Kronecker Graphs: An Approach to Modeling Networks

Jure Leskovec, Deepayan Chakrabarti, Jon Kleinberg, Christos Faloutsos, Zoubin Ghahramani; 11(Feb):985−1042, 2010.

Abstract

How can we generate realistic networks? In addition, how can we do so with a mathematically tractable model that allows for rigorous analysis of network properties? Real networks exhibit a long list of surprising properties: Heavy tails for the in- and out-degree distribution, heavy tails for the eigenvalues and eigenvectors, small diameters, and densification and shrinking diameters over time. Current network models and generators either fail to match several of the above properties, are complicated to analyze mathematically, or both. Here we propose a generative model for networks that is both mathematically tractable and can generate networks that have all the above mentioned structural properties. Our main idea here is to use a non-standard matrix operation, the Kronecker product, to generate graphs which we refer to as "Kronecker graphs".

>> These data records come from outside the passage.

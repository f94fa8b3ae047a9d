//! Caller-supplied extension points around a render.
//!
//! Both hooks are optional and invoked at most once per request:
//! - `BeforeRender` may answer from a cache before the rendering service is called.
//! - `AfterRender` sees the fetch result and may cancel the prerendered answer.

use axum::http::header::{HeaderMap, HeaderValue, CONTENT_TYPE};
use axum::http::StatusCode;
use futures_util::future::BoxFuture;

use crate::error::{HookError, RenderError};
use crate::prerender::fetcher::RenderedResponse;
use crate::prerender::request::PrerenderRequest;

/// A previously rendered page returned by a `BeforeRender` hook.
#[derive(Debug, Clone, PartialEq, Eq)]
pub enum CachedRender {
    /// HTML served with status 200. An empty string counts as a miss.
    Html(String),
    /// Explicit status (default 200) and body (default empty).
    Page {
        status: Option<StatusCode>,
        body: Option<String>,
    },
}

impl CachedRender {
    /// Convert into the response written to the client, `None` on a miss.
    pub fn into_response(self) -> Option<RenderedResponse> {
        let (status, body) = match self {
            CachedRender::Html(html) if html.is_empty() => return None,
            CachedRender::Html(html) => (StatusCode::OK, html),
            CachedRender::Page { status, body } => {
                (status.unwrap_or(StatusCode::OK), body.unwrap_or_default())
            }
        };

        let mut headers = HeaderMap::new();
        headers.insert(CONTENT_TYPE, HeaderValue::from_static("text/html"));
        Some(RenderedResponse::new(status, headers, body))
    }
}

/// What to do after a render attempt.
#[derive(Debug, Clone, Copy, PartialEq, Eq, Default)]
pub enum AfterRenderAction {
    /// Serve the rendered page, or pass through if the fetch failed.
    #[default]
    Continue,
    /// Discard the result and pass through to normal handling.
    CancelRender,
}

/// Cache lookup before rendering.
pub trait BeforeRender: Send + Sync {
    fn before_render<'a>(
        &'a self,
        request: &'a PrerenderRequest,
    ) -> BoxFuture<'a, Result<Option<CachedRender>, HookError>>;
}

/// Inspection of a render result.
pub trait AfterRender: Send + Sync {
    fn after_render(
        &self,
        error: Option<&RenderError>,
        request: &PrerenderRequest,
        response: Option<&RenderedResponse>,
    ) -> Result<AfterRenderAction, HookError>;
}

impl<F> AfterRender for F
where
    F: Fn(Option<&RenderError>, &PrerenderRequest, Option<&RenderedResponse>) -> Result<AfterRenderAction, HookError>
        + Send
        + Sync,
{
    fn after_render(
        &self,
        error: Option<&RenderError>,
        request: &PrerenderRequest,
        response: Option<&RenderedResponse>,
    ) -> Result<AfterRenderAction, HookError> {
        self(error, request, response)
    }
}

First, we show that Kronecker graphs naturally obey common network properties. In fact, we rigorously prove that they do so. We also provide empirical evidence showing that Kronecker graphs can effectively model the structure of real networks.

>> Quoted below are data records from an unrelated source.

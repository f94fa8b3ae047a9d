//! Inbound request handling.
//!
//! - Request IDs (UUID v4) are assigned before anything else runs.
//! - [`prerender_view`] builds the read-only view the prerender core decides on.

use axum::http::header::{HeaderValue, HOST};
use axum::http::uri::Scheme;
use axum::http::{HeaderName, Request};
use tower_http::request_id::{MakeRequestId, RequestId};
use uuid::Uuid;

use crate::prerender::PrerenderRequest;

pub const X_REQUEST_ID: HeaderName = HeaderName::from_static("x-request-id");

/// Generates a fresh UUID v4 for every request lacking an `x-request-id`.
#[derive(Debug, Clone, Copy, Default)]
pub struct UuidRequestId;

impl MakeRequestId for UuidRequestId {
    fn make_request_id<B>(&mut self, _request: &Request<B>) -> Option<RequestId> {
        HeaderValue::from_str(&Uuid::new_v4().to_string())
            .ok()
            .map(RequestId::new)
    }
}

/// Extract the request ID set by the request-id layer, if any.
pub fn request_id<B>(request: &Request<B>) -> Option<&str> {
    request
        .headers()
        .get(X_REQUEST_ID)
        .and_then(|v| v.to_str().ok())
}

/// Build the prerender view of an inbound request.
///
/// HTTP/2 requests carry the host in the URI authority rather than a `Host`
/// header, so it is copied over when missing.
pub fn prerender_view<B>(request: &Request<B>) -> PrerenderRequest {
    let uri = request.uri();
    let url = uri
        .path_and_query()
        .map(|pq| pq.as_str().to_string())
        .unwrap_or_else(|| "/".to_string());

    let mut headers = request.headers().clone();
    if !headers.contains_key(HOST) {
        if let Some(value) = uri
            .authority()
            .and_then(|a| HeaderValue::from_str(a.as_str()).ok())
        {
            headers.insert(HOST, value);
        }
    }

    PrerenderRequest {
        method: request.method().clone(),
        url,
        headers,
        encrypted: uri.scheme() == Some(&Scheme::HTTPS),
    }
}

We then present KRONFIT, a fast and scalable algorithm for fitting the Kronecker graph generation model to large real networks. A naive approach to fitting would take super-exponential time. In contrast, KRONFIT takes linear time, by exploiting the structure of Kronecker matrix multiplication and by using statistical simulation techniques.

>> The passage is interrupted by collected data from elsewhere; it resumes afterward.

//! Per-request pipeline.
//!
//! # Flow
//! ```text
//! snapshot policy
//!     → classify ──── not eligible ──────────────→ passthrough(None)
//!     → before_render ── cached page ────────────→ respond(cached)
//!     → fetch
//!     → after_render ─── cancel ─────────────────→ passthrough(None)
//!                   └─── error ──────────────────→ Err(HookFailure)
//!     → fetch ok ────────────────────────────────→ respond(rendered)
//!     → fetch failed ────────────────────────────→ passthrough(Some(err))
//! ```
//! Exactly one of the two continuations runs, and at most once.

use std::future::Future;
use std::sync::Arc;
use std::time::Instant;

use crate::error::{PrerenderError, RenderError};
use crate::observability::metrics;
use crate::prerender::classifier::should_prerender;
use crate::prerender::fetcher::{RenderFetcher, RenderedResponse};
use crate::prerender::hooks::{AfterRender, AfterRenderAction, BeforeRender};
use crate::prerender::policy::Policy;
use crate::prerender::request::PrerenderRequest;

/// Result of the pipeline for one request.
#[derive(Debug)]
pub enum Outcome {
    /// Write this response to the client.
    Render(RenderedResponse),
    /// Continue with normal handling. Carries the fetch error, if any.
    Passthrough(Option<RenderError>),
}

/// Prerender middleware core, cheap to clone and share across tasks.
#[derive(Clone)]
pub struct Prerender {
    policy: Arc<Policy>,
    fetcher: RenderFetcher,
    before_render: Option<Arc<dyn BeforeRender>>,
    after_render: Option<Arc<dyn AfterRender>>,
}

impl std::fmt::Debug for Prerender {
    fn fmt(&self, f: &mut std::fmt::Formatter<'_>) -> std::fmt::Result {
        f.debug_struct("Prerender")
            .field("policy", &self.policy)
            .field("before_render", &self.before_render.is_some())
            .field("after_render", &self.after_render.is_some())
            .finish()
    }
}

impl Prerender {
    pub fn new(policy: Arc<Policy>, fetcher: RenderFetcher) -> Self {
        Self {
            policy,
            fetcher,
            before_render: None,
            after_render: None,
        }
    }

    pub fn with_before_render(mut self, hook: impl BeforeRender + 'static) -> Self {
        self.before_render = Some(Arc::new(hook));
        self
    }

    pub fn with_after_render(mut self, hook: impl AfterRender + 'static) -> Self {
        self.after_render = Some(Arc::new(hook));
        self
    }

    /// The live policy. Mutations apply to requests that start afterwards.
    pub fn policy(&self) -> &Arc<Policy> {
        &self.policy
    }

    /// Classify `request` against the current policy.
    pub fn should_prerender(&self, request: &PrerenderRequest) -> bool {
        should_prerender(request, &self.policy.snapshot())
    }

    /// Run the pipeline and report which way the request should go.
    pub async fn decide(&self, request: &PrerenderRequest) -> Result<Outcome, PrerenderError> {
        let policy = self.policy.snapshot();

        let eligible = should_prerender(request, &policy);
        metrics::record_decision(eligible);
        if !eligible {
            return Ok(Outcome::Passthrough(None));
        }

        if let Some(hook) = &self.before_render {
            match hook.before_render(request).await {
                Ok(Some(cached)) => {
                    if let Some(response) = cached.into_response() {
                        tracing::debug!(url = %request.url, "Serving prerendered page from cache");
                        metrics::record_cache_hit();
                        return Ok(Outcome::Render(response));
                    }
                }
                Ok(None) => {}
                Err(e) => {
                    tracing::warn!(url = %request.url, error = %e, "Cache hook failed, rendering instead");
                }
            }
        }

        let start = Instant::now();
        let result = self.fetcher.fetch(request, &policy).await;
        match &result {
            Ok(response) => metrics::record_render(response.status.as_u16(), start),
            Err(e) => metrics::record_render_failure(e.kind(), start),
        }

        if let Some(hook) = &self.after_render {
            let (error, response) = match &result {
                Ok(response) => (None, Some(response)),
                Err(e) => (Some(e), None),
            };
            if hook.after_render(error, request, response)? == AfterRenderAction::CancelRender {
                tracing::debug!(url = %request.url, "Render cancelled by hook");
                return Ok(Outcome::Passthrough(None));
            }
        }

        Ok(match result {
            Ok(response) => Outcome::Render(response),
            Err(e) => Outcome::Passthrough(Some(e)),
        })
    }

    /// Run the pipeline and invoke exactly one continuation.
    ///
    /// `respond` receives the page to write; `passthrough` continues with
    /// normal handling and receives the fetch error, if there was one. On
    /// `Err` neither continuation has run.
    pub async fn handle<T, R, P, Fut>(
        &self,
        request: &PrerenderRequest,
        respond: R,
        passthrough: P,
    ) -> Result<T, PrerenderError>
    where
        R: FnOnce(RenderedResponse) -> T,
        P: FnOnce(Option<RenderError>) -> Fut,
        Fut: Future<Output = T>,
    {
        match self.decide(request).await? {
            Outcome::Render(response) => Ok(respond(response)),
            Outcome::Passthrough(error) => Ok(passthrough(error).await),
        }
    }
}

#[cfg(test)]
mod tests {
    use super::*;
    use crate::error::HookError;
    use crate::prerender::hooks::CachedRender;
    use axum::http::header::{HeaderValue, HOST, USER_AGENT};
    use axum::http::{Method, StatusCode};
    use futures_util::future::BoxFuture;
    use std::sync::atomic::{AtomicUsize, Ordering};
    use std::time::Duration;

    struct FixedCache(Option<CachedRender>);

    impl BeforeRender for FixedCache {
        fn before_render<'a>(
            &'a self,
            _request: &'a PrerenderRequest,
        ) -> BoxFuture<'a, Result<Option<CachedRender>, HookError>> {
            let hit = self.0.clone();
            Box::pin(async move { Ok(hit) })
        }
    }

    struct FailingCache;

    impl BeforeRender for FailingCache {
        fn before_render<'a>(
            &'a self,
            _request: &'a PrerenderRequest,
        ) -> BoxFuture<'a, Result<Option<CachedRender>, HookError>> {
            Box::pin(async { Err(HookError::new("cache offline")) })
        }
    }

    /// Service URL nothing listens on.
    fn unreachable_prerender() -> Prerender {
        let policy = Policy::default();
        policy.set_service_url("http://127.0.0.1:1/").unwrap();
        let client = RenderFetcher::client_builder(Duration::from_secs(2))
            .no_proxy()
            .build()
            .unwrap();
        let fetcher = RenderFetcher::new(client);
        Prerender::new(Arc::new(policy), fetcher)
    }

    fn bot_request() -> PrerenderRequest {
        PrerenderRequest::new(Method::GET, "/about")
            .with_header(USER_AGENT, HeaderValue::from_static("Googlebot/2.1"))
            .with_header(HOST, HeaderValue::from_static("site.example"))
    }

    fn human_request() -> PrerenderRequest {
        PrerenderRequest::new(Method::GET, "/about")
            .with_header(USER_AGENT, HeaderValue::from_static("Mozilla/5.0 Firefox/120.0"))
            .with_header(HOST, HeaderValue::from_static("site.example"))
    }

    #[tokio::test]
    async fn test_not_eligible_passes_through_without_hooks() {
        let calls = Arc::new(AtomicUsize::new(0));
        let seen = calls.clone();
        let prerender = unreachable_prerender().with_after_render(
            move |_: Option<&RenderError>, _: &PrerenderRequest, _: Option<&RenderedResponse>|
                  -> Result<AfterRenderAction, HookError> {
                seen.fetch_add(1, Ordering::SeqCst);
                Ok(AfterRenderAction::Continue)
            },
        );

        let outcome = prerender.decide(&human_request()).await.unwrap();
        assert!(matches!(outcome, Outcome::Passthrough(None)));
        assert_eq!(calls.load(Ordering::SeqCst), 0);
    }

    #[tokio::test]
    async fn test_cache_hit_skips_fetch() {
        let calls = Arc::new(AtomicUsize::new(0));
        let seen = calls.clone();
        let prerender = unreachable_prerender()
            .with_before_render(FixedCache(Some(CachedRender::Html("<p>cached</p>".into()))))
            .with_after_render(
                move |_: Option<&RenderError>, _: &PrerenderRequest, _: Option<&RenderedResponse>|
                      -> Result<AfterRenderAction, HookError> {
                    seen.fetch_add(1, Ordering::SeqCst);
                    Ok(AfterRenderAction::Continue)
                },
            );

        match prerender.decide(&bot_request()).await.unwrap() {
            Outcome::Render(res) => {
                assert_eq!(res.status, StatusCode::OK);
                assert_eq!(res.text(), "<p>cached</p>");
            }
            other => panic!("expected cached render, got {:?}", other),
        }
        assert_eq!(calls.load(Ordering::SeqCst), 0);
    }

    #[tokio::test]
    async fn test_cache_miss_and_cache_error_fall_back_to_fetch() {
        for prerender in [
            unreachable_prerender().with_before_render(FixedCache(None)),
            unreachable_prerender().with_before_render(FixedCache(Some(CachedRender::Html(String::new())))),
            unreachable_prerender().with_before_render(FailingCache),
        ] {
            let outcome = prerender.decide(&bot_request()).await.unwrap();
            assert!(matches!(
                outcome,
                Outcome::Passthrough(Some(RenderError::UpstreamUnreachable(_)))
            ));
        }
    }

    #[tokio::test]
    async fn test_fetch_failure_reaches_after_render() {
        let saw_error = Arc::new(AtomicUsize::new(0));
        let seen = saw_error.clone();
        let prerender = unreachable_prerender().with_after_render(
            move |error: Option<&RenderError>, _: &PrerenderRequest, response: Option<&RenderedResponse>|
                  -> Result<AfterRenderAction, HookError> {
                if error.is_some() && response.is_none() {
                    seen.fetch_add(1, Ordering::SeqCst);
                }
                Ok(AfterRenderAction::Continue)
            },
        );

        let outcome = prerender.decide(&bot_request()).await.unwrap();
        assert!(matches!(outcome, Outcome::Passthrough(Some(_))));
        assert_eq!(saw_error.load(Ordering::SeqCst), 1);
    }

    #[tokio::test]
    async fn test_cancel_passes_through_without_error() {
        let prerender = unreachable_prerender().with_after_render(
            |_: Option<&RenderError>, _: &PrerenderRequest, _: Option<&RenderedResponse>|
             -> Result<AfterRenderAction, HookError> { Ok(AfterRenderAction::CancelRender) },
        );

        let outcome = prerender.decide(&bot_request()).await.unwrap();
        assert!(matches!(outcome, Outcome::Passthrough(None)));
    }

    #[tokio::test]
    async fn test_hook_failure_runs_no_continuation() {
        let prerender = unreachable_prerender().with_after_render(
            |_: Option<&RenderError>, _: &PrerenderRequest, _: Option<&RenderedResponse>|
             -> Result<AfterRenderAction, HookError> { Err(HookError::new("boom")) },
        );

        let continuations = AtomicUsize::new(0);
        let counter = &continuations;
        let result = prerender
            .handle(
                &bot_request(),
                move |_| {
                    counter.fetch_add(1, Ordering::SeqCst);
                },
                move |_| async move {
                    counter.fetch_add(1, Ordering::SeqCst);
                },
            )
            .await;

        assert!(matches!(result, Err(PrerenderError::HookFailure(_))));
        assert_eq!(continuations.load(Ordering::SeqCst), 0);
    }

    #[tokio::test]
    async fn test_handle_routes_to_one_continuation() {
        let prerender = unreachable_prerender()
            .with_before_render(FixedCache(Some(CachedRender::Page {
                status: Some(StatusCode::NOT_FOUND),
                body: Some("missing".into()),
            })));

        let status = prerender
            .handle(&bot_request(), |res| res.status, |_| async { StatusCode::IM_A_TEAPOT })
            .await
            .unwrap();
        assert_eq!(status, StatusCode::NOT_FOUND);

        let status = prerender
            .handle(&human_request(), |res| res.status, |error| async move {
                assert!(error.is_none());
                StatusCode::IM_A_TEAPOT
            })
            .await
            .unwrap();
        assert_eq!(status, StatusCode::IM_A_TEAPOT);
    }

    #[test]
    fn test_policy_mutation_affects_later_decisions() {
        let prerender = unreachable_prerender();
        assert!(!prerender.should_prerender(&human_request()));
        prerender.policy().add_user_agents(["firefox"]).unwrap();
        assert!(prerender.should_prerender(&human_request()));
    }
}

Experiments on a wide range of large real and synthetic networks show that KRONFIT finds accurate parameters that very well mimic the properties of target networks. In fact, using just four parameters we can accurately model several aspects of global network structure. Once fitted, the model parameters can be used to gain insights about the network structure, and the resulting synthetic graphs can be used for null-models, anonymization, extrapolations, and graph summarization.